→ Aim of the exercise
A single number is required: the count of lines in the records below that contain the word "items".

→ Entries provided
▼

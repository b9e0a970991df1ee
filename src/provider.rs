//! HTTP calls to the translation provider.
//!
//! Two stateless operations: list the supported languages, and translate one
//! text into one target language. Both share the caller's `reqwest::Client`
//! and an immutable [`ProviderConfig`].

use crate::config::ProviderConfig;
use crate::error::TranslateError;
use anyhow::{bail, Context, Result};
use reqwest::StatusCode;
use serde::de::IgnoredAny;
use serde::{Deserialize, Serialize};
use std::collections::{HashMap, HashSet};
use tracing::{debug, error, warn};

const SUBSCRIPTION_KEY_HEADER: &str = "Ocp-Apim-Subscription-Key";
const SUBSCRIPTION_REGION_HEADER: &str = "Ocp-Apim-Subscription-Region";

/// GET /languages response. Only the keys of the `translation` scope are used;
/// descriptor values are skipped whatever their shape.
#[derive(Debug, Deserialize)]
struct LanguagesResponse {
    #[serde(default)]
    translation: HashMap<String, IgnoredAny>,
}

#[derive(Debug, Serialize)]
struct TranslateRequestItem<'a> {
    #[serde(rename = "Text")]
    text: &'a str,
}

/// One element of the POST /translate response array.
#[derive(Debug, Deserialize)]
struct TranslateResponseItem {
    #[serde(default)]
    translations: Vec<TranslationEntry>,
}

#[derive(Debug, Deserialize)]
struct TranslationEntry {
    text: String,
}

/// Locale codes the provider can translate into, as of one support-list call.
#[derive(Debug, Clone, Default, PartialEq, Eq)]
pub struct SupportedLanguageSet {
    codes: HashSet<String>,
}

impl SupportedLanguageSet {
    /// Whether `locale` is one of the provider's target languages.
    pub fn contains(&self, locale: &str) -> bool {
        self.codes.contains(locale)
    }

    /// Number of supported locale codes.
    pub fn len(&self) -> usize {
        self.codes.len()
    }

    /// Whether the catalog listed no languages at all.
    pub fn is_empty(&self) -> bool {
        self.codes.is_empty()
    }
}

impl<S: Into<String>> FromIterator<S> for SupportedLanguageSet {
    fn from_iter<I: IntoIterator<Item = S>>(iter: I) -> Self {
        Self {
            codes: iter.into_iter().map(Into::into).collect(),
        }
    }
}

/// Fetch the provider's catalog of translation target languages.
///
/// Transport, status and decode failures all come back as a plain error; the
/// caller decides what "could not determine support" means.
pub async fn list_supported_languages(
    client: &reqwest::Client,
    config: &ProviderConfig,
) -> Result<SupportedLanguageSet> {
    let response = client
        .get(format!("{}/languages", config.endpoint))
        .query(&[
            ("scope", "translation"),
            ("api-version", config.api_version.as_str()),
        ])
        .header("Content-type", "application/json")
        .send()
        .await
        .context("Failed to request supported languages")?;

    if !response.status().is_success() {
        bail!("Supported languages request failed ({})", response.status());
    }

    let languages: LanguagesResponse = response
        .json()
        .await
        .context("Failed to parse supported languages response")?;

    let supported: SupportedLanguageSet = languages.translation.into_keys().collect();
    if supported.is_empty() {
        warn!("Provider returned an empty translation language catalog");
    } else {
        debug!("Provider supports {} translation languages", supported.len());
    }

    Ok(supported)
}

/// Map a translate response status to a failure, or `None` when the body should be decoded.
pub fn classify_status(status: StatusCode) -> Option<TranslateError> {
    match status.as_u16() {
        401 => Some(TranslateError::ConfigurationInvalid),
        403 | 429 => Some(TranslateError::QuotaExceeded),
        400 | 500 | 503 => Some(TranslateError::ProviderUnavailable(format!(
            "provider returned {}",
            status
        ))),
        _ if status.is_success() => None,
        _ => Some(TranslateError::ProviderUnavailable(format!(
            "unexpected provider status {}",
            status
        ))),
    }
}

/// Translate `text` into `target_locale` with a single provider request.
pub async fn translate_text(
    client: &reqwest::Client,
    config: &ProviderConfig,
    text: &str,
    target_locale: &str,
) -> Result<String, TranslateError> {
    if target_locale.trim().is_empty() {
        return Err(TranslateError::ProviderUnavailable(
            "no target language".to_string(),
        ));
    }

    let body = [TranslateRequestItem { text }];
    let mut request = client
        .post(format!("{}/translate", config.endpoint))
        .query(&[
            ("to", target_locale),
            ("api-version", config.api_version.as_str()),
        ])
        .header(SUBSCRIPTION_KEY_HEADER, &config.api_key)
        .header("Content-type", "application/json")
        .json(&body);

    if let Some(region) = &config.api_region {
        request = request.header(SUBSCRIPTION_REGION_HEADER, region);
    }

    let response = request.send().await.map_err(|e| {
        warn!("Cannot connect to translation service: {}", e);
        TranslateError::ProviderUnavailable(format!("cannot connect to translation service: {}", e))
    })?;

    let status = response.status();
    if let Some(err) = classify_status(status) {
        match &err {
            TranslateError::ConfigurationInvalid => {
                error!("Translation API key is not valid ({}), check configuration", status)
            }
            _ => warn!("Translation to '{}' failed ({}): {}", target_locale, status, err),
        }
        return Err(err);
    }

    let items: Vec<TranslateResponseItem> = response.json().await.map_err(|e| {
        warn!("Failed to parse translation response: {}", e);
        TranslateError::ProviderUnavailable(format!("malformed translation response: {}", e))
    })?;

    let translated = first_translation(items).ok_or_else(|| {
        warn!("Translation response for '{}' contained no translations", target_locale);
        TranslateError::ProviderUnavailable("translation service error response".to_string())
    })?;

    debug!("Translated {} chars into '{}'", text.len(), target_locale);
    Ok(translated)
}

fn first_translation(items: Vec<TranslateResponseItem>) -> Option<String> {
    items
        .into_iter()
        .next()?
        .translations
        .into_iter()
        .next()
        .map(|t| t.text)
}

▲

→ Completed exercise
4